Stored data
++++

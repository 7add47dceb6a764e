//! The client side of the notify protocol.
//!
//! Commands run on the caller's task. Everything arriving from the relay goes
//! through one dispatch loop: responses are handed to the command awaiting
//! them, pushes are handled on their own task.

use {
    self::{
        handlers::{
            notify_delete, notify_message, notify_subscribe, notify_subscriptions_changed,
            notify_update, notify_watch_subscriptions, register,
        },
        identity::{identity_account, IdentityRecord, IDENTITIES_NAMESPACE},
        lifecycle::LifecycleState,
        state::ClientState,
    },
    crate::{
        account::{AccountProvider, CurrentAccount, NoAccountSet},
        config::Configuration,
        keyserver::{KeyserverClient, SigningResult},
        model::types::{AccountId, NotifySubscription},
        repository::SubscriptionRepository,
        resolver::{AppResolver, HttpAppResolver},
        spec::{NOTIFY_MESSAGE_TAG, NOTIFY_SUBSCRIPTIONS_CHANGED_TAG},
        storage::{FileBackend, KeyedStore, MemoryBackend, StorageBackend},
        transport::{InboundMessage, Transport},
    },
    relay_rpc::domain::Topic,
    std::{collections::HashSet, sync::Arc},
    tokio::{sync::mpsc, task::JoinHandle},
    tracing::{debug, info, instrument, warn},
};

pub mod error;
pub mod handlers;
pub mod identity;
pub mod lifecycle;
pub mod pending;
pub mod state;

pub use error::{InboundMessageError, NotifyClientError};

pub type Result<T> = std::result::Result<T, NotifyClientError>;

pub struct NotifyClient {
    state: Arc<ClientState>,
    dispatcher: JoinHandle<()>,
}

impl Drop for NotifyClient {
    fn drop(&mut self) {
        self.dispatcher.abort();
    }
}

impl NotifyClient {
    /// Opens the stores held by `backend` and resumes listening on every
    /// stored subscription and registered account.
    pub async fn new(
        config: &Configuration,
        transport: Arc<dyn Transport>,
        backend: Arc<dyn StorageBackend>,
        resolver: Arc<dyn AppResolver>,
    ) -> Result<Self> {
        let account_provider: Arc<dyn AccountProvider> = Arc::new(CurrentAccount::default());
        let repository = SubscriptionRepository::new(backend.clone(), account_provider.clone())?;
        let identities = KeyedStore::open(IDENTITIES_NAMESPACE, backend, identity_account)?;

        let (inbound, rx) = mpsc::unbounded_channel();
        let state = Arc::new(ClientState::new(
            transport,
            resolver,
            KeyserverClient::new(config.keyserver_url.clone()),
            repository,
            identities,
            account_provider,
            config.notify_server_domain.clone(),
            config.request_timeout(),
            inbound,
        ));
        let dispatcher = tokio::spawn(dispatch(state.clone(), rx));

        resume(&state).await?;
        Ok(Self { state, dispatcher })
    }

    /// Builds the backend and resolver `config` describes.
    pub async fn from_config(config: &Configuration, transport: Arc<dyn Transport>) -> Result<Self> {
        let backend: Arc<dyn StorageBackend> = match &config.storage_path {
            Some(path) => Arc::new(FileBackend::new(path)?),
            None => Arc::new(MemoryBackend::new()),
        };
        let resolver = Arc::new(HttpAppResolver::new(config.app_resolver_scheme.clone()));
        Self::new(config, transport, backend, resolver).await
    }

    pub fn repository(&self) -> &SubscriptionRepository {
        &self.state.repository
    }

    pub fn current_account(&self) -> std::result::Result<AccountId, NoAccountSet> {
        self.state.account_provider.current_account()
    }

    /// Points the repository's account scoped streams at `account`.
    pub fn set_current_account(&self, account: Option<AccountId>) {
        self.state.account_provider.set_current_account(account);
    }

    pub fn is_registered(&self, account: &AccountId) -> bool {
        self.state.identity(account).is_some()
    }

    /// State of an account, a subscribe attempt (`{account}/{domain}`) or a
    /// subscription topic. None when nothing is in flight or recorded.
    pub fn lifecycle_state(&self, key: &str) -> Option<LifecycleState> {
        self.state.lifecycle.state(key)
    }

    pub async fn register(
        &self,
        account: &AccountId,
        domain: &str,
        on_sign: impl FnOnce(&str) -> SigningResult + Send,
    ) -> Result<String> {
        register::register(&self.state, account, domain, on_sign).await
    }

    pub async fn unregister(&self, account: &AccountId) -> Result<()> {
        register::unregister(&self.state, account).await
    }

    pub async fn subscribe(&self, app_domain: &str, account: &AccountId) -> Result<NotifySubscription> {
        notify_subscribe::subscribe(&self.state, app_domain, account).await
    }

    pub async fn update(&self, topic: &Topic, scope: HashSet<String>) -> Result<NotifySubscription> {
        notify_update::update(&self.state, topic, scope).await
    }

    pub async fn delete(&self, topic: &Topic) -> Result<()> {
        notify_delete::delete(&self.state, topic).await
    }

    pub async fn watch_subscriptions(&self, account: &AccountId) -> Result<Vec<NotifySubscription>> {
        notify_watch_subscriptions::watch_subscriptions(&self.state, account).await
    }

    /// Drops everything stored for `account` and stops listening on its
    /// topics. Nothing is sent to the notify service.
    #[instrument(skip(self))]
    pub async fn clear_database(&self, account: &AccountId) -> Result<()> {
        let topics = self
            .state
            .repository
            .get_subscriptions(account)
            .into_iter()
            .map(|subscription| subscription.topic)
            .collect::<Vec<_>>();
        self.state.repository.clear_database(account)?;
        for topic in topics {
            self.state.release(&topic).await;
            self.state.lifecycle.forget(topic.as_ref());
        }
        Ok(())
    }
}

/// Listens on every stored subscription topic and every registered account's
/// watch topic again.
#[instrument(skip_all)]
async fn resume(state: &ClientState) -> Result<()> {
    let subscriptions = state.repository.get_all_subscriptions();
    for subscription in &subscriptions {
        state.listen(subscription.topic.clone()).await?;
    }

    let identities = state.identities.get_all();
    for identity in &identities {
        resume_watching(state, identity).await;
    }
    info!(
        "Resumed {} subscriptions and {} accounts",
        subscriptions.len(),
        identities.len()
    );
    Ok(())
}

async fn resume_watching(state: &ClientState, identity: &IdentityRecord) {
    if let Err(e) = notify_watch_subscriptions::start_watching(state, identity).await {
        warn!("Could not resume watching {}: {e}", identity.account);
    }
}

async fn dispatch(state: Arc<ClientState>, mut rx: mpsc::UnboundedReceiver<InboundMessage>) {
    while let Some(msg) = rx.recv().await {
        let Some(msg) = state.pending.resolve(msg) else {
            continue;
        };
        // Handlers may issue requests of their own, so they must not block
        // the loop that delivers the responses
        let state = state.clone();
        tokio::spawn(async move { handle_msg(msg, &state).await });
    }
}

async fn handle_msg(msg: InboundMessage, state: &ClientState) {
    let topic = msg.topic.clone();
    let tag = msg.tag;

    match tag {
        NOTIFY_MESSAGE_TAG => {
            info!("Received notify message on topic {topic}");
            if let Err(e) = notify_message::handle(msg, state).await {
                warn!("Dropped notify message on topic {topic}: {e}");
            }
        }
        NOTIFY_SUBSCRIPTIONS_CHANGED_TAG => {
            info!("Received notify subscriptions changed on topic {topic}");
            if let Err(e) = notify_subscriptions_changed::handle(msg, state).await {
                warn!("Error handling notify subscriptions changed: {e}");
            }
        }
        _ => {
            debug!("Ignored tag {tag} on topic {topic}");
        }
    }
}
use {
    super::seal_type0,
    crate::{
        auth::{from_jwt, sign_jwt, MessageResponseAuth, SharedClaims},
        client::{
            error::{InboundMessageError, NotifyClientError},
            state::ClientState,
        },
        model::types::{AccountId, NotifyMessageRecord, NotifySubscription},
        notify_message::NotifyMessageClaims,
        rpc::{JsonRpcRequest, JsonRpcResponse, MessageId, NotifyMessageAuth, ResponseAuth},
        spec::{
            NOTIFY_MESSAGE_RESPONSE_ACT, NOTIFY_MESSAGE_RESPONSE_TAG, NOTIFY_MESSAGE_RESPONSE_TTL,
        },
        transport::InboundMessage,
        types::{decode_payload, Envelope, EnvelopeType0},
    },
    chrono::Utc,
    tracing::{debug, info, instrument, warn},
};

/// Verifies and stores a notification pushed by the subscribed app.
#[instrument(name = "wc_notifyMessage", skip_all, fields(topic = %msg.topic))]
pub async fn handle(msg: InboundMessage, state: &ClientState) -> Result<(), InboundMessageError> {
    let topic = msg.topic.clone();
    let subscription = state
        .repository
        .get_subscription(&topic)
        .ok_or_else(|| InboundMessageError::UnknownTopic(topic.clone()))?;
    if subscription.is_expired(Utc::now()) {
        return Err(InboundMessageError::SubscriptionExpired(topic));
    }

    let envelope = Envelope::<EnvelopeType0>::from_bytes(&decode_payload(&msg.message)?)?;
    let request = envelope.open::<JsonRpcRequest<NotifyMessageAuth>>(subscription.sym_key.as_bytes())?;
    let claims = from_jwt::<NotifyMessageClaims>(&request.params.message_auth)?;

    if claims.shared_claims.iss != subscription.app_authentication_key {
        return Err(InboundMessageError::WrongIssuer(claims.shared_claims.iss));
    }
    match AccountId::from_did_pkh(&claims.sub) {
        Ok(account) if account.is_same_address(&subscription.account) => {}
        _ => return Err(InboundMessageError::WrongAccount(claims.sub)),
    }

    let notification = &claims.msg;
    if !subscription.enabled_scope().contains(&notification.r#type) {
        return Err(InboundMessageError::ScopeMismatch(notification.r#type.clone()));
    }
    let message = notification.to_message();
    message.validate()?;

    let record = NotifyMessageRecord {
        id: notification.id.to_string(),
        topic: topic.clone(),
        message,
        published_at: notification.sent_at().unwrap_or(msg.published_at),
    };
    if state.repository.set_message(record)? {
        info!("Stored message {}", notification.id);
    } else {
        debug!("Message {} already stored", notification.id);
    }

    // Duplicates are acknowledged too, the first acknowledgement may have
    // been lost
    if let Err(e) = acknowledge(state, &subscription, request.id, &claims).await {
        warn!("Failed to acknowledge message {}: {e}", notification.id);
    }
    Ok(())
}

async fn acknowledge(
    state: &ClientState,
    subscription: &NotifySubscription,
    id: MessageId,
    claims: &NotifyMessageClaims,
) -> Result<(), NotifyClientError> {
    let identity = state.require_identity(&subscription.account)?;
    let identity_key = identity.signing_key()?;
    let app_authentication = subscription
        .app_authentication_client_id()
        .ok_or(NotifyClientError::InvalidAppAuthenticationKey)?;

    let response_auth = MessageResponseAuth {
        shared_claims: SharedClaims::new(
            &identity_key,
            &app_authentication,
            NOTIFY_MESSAGE_RESPONSE_ACT,
            NOTIFY_MESSAGE_RESPONSE_TTL,
        ),
        ksu: state.keyserver.url().to_string(),
        sub: subscription.account.to_did_pkh(),
        app: claims.app.clone(),
    };
    let response = JsonRpcResponse::new(
        id,
        ResponseAuth {
            response_auth: sign_jwt(response_auth, &identity_key)?,
        },
    );
    state
        .publish(
            &subscription.topic,
            seal_type0(subscription.sym_key.as_bytes(), &response)?,
            NOTIFY_MESSAGE_RESPONSE_TAG,
            NOTIFY_MESSAGE_RESPONSE_TTL,
        )
        .await
}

++++

__Description of the task__:
Find each line above that contains "repository", and copy those lines.

__Answer__:
repository 7add47dceb6a764e
        repository::SubscriptionRepository,
        let repository = SubscriptionRepository::new(backend.clone(), account_provider.clone())?;
            repository,
    pub fn repository(&self) -> &SubscriptionRepository {
        &self.state.repository
    /// Points the repository's account scoped streams at `account`.
            .repository
        self.state.repository.clear_database(account)?;
    let subscriptions = state.repository.get_all_subscriptions();
        .repository
    if state.repository.set_message(record)? {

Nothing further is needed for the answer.